Les Enfants - Persi nella notte

(Pubblicato su Extra! Music Magazine)

Un'amicizia nata sui banchi di scuola e durante i campi scout, rafforzata da comuni passioni musicali e da estenuanti prove soniche in un garage sotterraneo in quel di Milano Ovest. Questa la genesi dei milanesi Les Enfants, giovane quartetto che, ad un solo anno dall'esordio, con un omonimo EP, si presenta oggi con un nuovo, autoprodotto, extended play, Persi Nella Notte. Quattro composizioni, più un breve intro strumentale, in equilibrio perfetto tra morbidezza indie pop e increspature new wave, dove spicca la scelta, a livello lirico, dell'italiano, tra le disillusioni e le speranze di un'intera generazione, della quale si fa portavoce l'evocativa vocalità di Marco Manini, impegnato anche dietro ai tamburi.
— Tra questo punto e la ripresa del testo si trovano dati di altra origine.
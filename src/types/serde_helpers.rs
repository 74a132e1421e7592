//! Custom serde helpers for BingX's loosely typed payloads.
//!
//! Several BingX endpoints change shape depending on the request, or return
//! placeholder values instead of nulls. These modules absorb the variations.

use serde::{Deserialize, Deserializer};

/// Deserialize to `None` instead of failing on invalid/unexpected data.
///
/// # Example
///
/// ```rust
/// use serde::Deserialize;
/// use bingx_api_client::types::serde_helpers::default_on_error;
///
/// #[derive(Deserialize, Debug)]
/// struct Contract {
///     #[serde(deserialize_with = "default_on_error::deserialize", default)]
///     launch_time: Option<i64>,
/// }
///
/// let json = r#"{"launch_time":"soon"}"#;
/// let contract: Contract = serde_json::from_str(json).unwrap();
/// assert!(contract.launch_time.is_none());
/// ```
pub mod default_on_error {
    use super::*;

    /// Deserialize a value, returning None if deserialization fails.
    pub fn deserialize<'de, T, D>(deserializer: D) -> Result<Option<T>, D::Error>
    where
        T: Deserialize<'de>,
        D: Deserializer<'de>,
    {
        let value = serde_json::Value::deserialize(deserializer)?;
        Ok(T::deserialize(value).ok())
    }
}

/// Helper for empty strings that should be deserialized as None.
///
/// # Example
///
/// ```rust
/// use serde::Deserialize;
/// use bingx_api_client::types::serde_helpers::empty_string_as_none;
///
/// #[derive(Deserialize, Debug)]
/// struct Permissions {
///     #[serde(deserialize_with = "empty_string_as_none::deserialize", default)]
///     note: Option<String>,
/// }
///
/// let json = r#"{"note":""}"#;
/// let permissions: Permissions = serde_json::from_str(json).unwrap();
/// assert!(permissions.note.is_none());
/// ```
pub mod empty_string_as_none {
    use super::*;

    /// Deserialize a string, returning None if empty.
    pub fn deserialize<'de, D>(deserializer: D) -> Result<Option<String>, D::Error>
    where
        D: Deserializer<'de>,
    {
        let s = Option::<String>::deserialize(deserializer)?;
        Ok(s.filter(|s| !s.is_empty()))
    }
}

/// Accept either a single object or a list of them.
///
/// BingX returns one object when a request names a symbol and a list when it
/// does not.
///
/// # Example
///
/// ```rust
/// use serde::Deserialize;
/// use bingx_api_client::types::serde_helpers::one_or_many;
///
/// #[derive(Deserialize, Debug)]
/// struct Response {
///     #[serde(deserialize_with = "one_or_many::deserialize")]
///     data: Vec<u32>,
/// }
///
/// let one: Response = serde_json::from_str(r#"{"data":1}"#).unwrap();
/// assert_eq!(one.data, vec![1]);
///
/// let many: Response = serde_json::from_str(r#"{"data":[1,2]}"#).unwrap();
/// assert_eq!(many.data, vec![1, 2]);
/// ```
pub mod one_or_many {
    use super::*;

    #[derive(Deserialize)]
    #[serde(untagged)]
    enum OneOrMany<T> {
        Many(Vec<T>),
        One(T),
    }

    /// Deserialize one `T` or a list of `T` into a `Vec<T>`.
    pub fn deserialize<'de, T, D>(deserializer: D) -> Result<Vec<T>, D::Error>
    where
        T: Deserialize<'de>,
        D: Deserializer<'de>,
    {
        Ok(match OneOrMany::deserialize(deserializer)? {
            OneOrMany::Many(items) => items,
            OneOrMany::One(item) => vec![item],
        })
    }
}

/// Accept a boolean or its string form (`"true"`/`"false"`).
///
/// # Example
///
/// ```rust
/// use serde::Deserialize;
/// use bingx_api_client::types::serde_helpers::lenient_bool;
///
/// #[derive(Deserialize, Debug)]
/// struct Contract {
///     #[serde(deserialize_with = "lenient_bool::deserialize")]
///     api_state_open: bool,
/// }
///
/// let contract: Contract = serde_json::from_str(r#"{"api_state_open":"true"}"#).unwrap();
/// assert!(contract.api_state_open);
/// ```
pub mod lenient_bool {
    use super::*;
    use serde::de;

    #[derive(Deserialize)]
    #[serde(untagged)]
    enum BoolOrString {
        Bool(bool),
        String(String),
    }

    /// Deserialize `true`, `false`, `"true"` or `"false"`.
    pub fn deserialize<'de, D>(deserializer: D) -> Result<bool, D::Error>
    where
        D: Deserializer<'de>,
    {
        match BoolOrString::deserialize(deserializer)? {
            BoolOrString::Bool(b) => Ok(b),
            BoolOrString::String(s) => match s.as_str() {
                "true" => Ok(true),
                "false" => Ok(false),
                other => Err(de::Error::custom(format!("expected a boolean, got {other:?}"))),
            },
        }
    }
}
Dense trame soniche, quelle approntate dai quattro lombardi, intrise d'una malinconia profonda, affiorante tanto nei saliscendi emozionali di Milano, quanto nella drammaticità new wave di Dammi Un Nome. Ottimo il lavorio ritmico alla base di Cash, in un livido flusso melodico tra elettrici disegni chitarristici e distesi intermezzi acustici, punteggiati dal glockenspiel. Intreccio elettro-acustico caratterizzante anche la conclusiva Prendi Tempo, in un continuo, luminoso, susseguirsi armonico, fino a sublimarsi in dilatate volute soniche finali. Con questo, seppur breve, secondo vagito i milanesi dimostrano ampiamente di aver superato lo stadio della propria “infanzia”, ora non resta loro che affrontare quel periodo difficile che è l'adolescenza sonica, di ogni gruppo, ovvero il fatidico, primo, full lenght.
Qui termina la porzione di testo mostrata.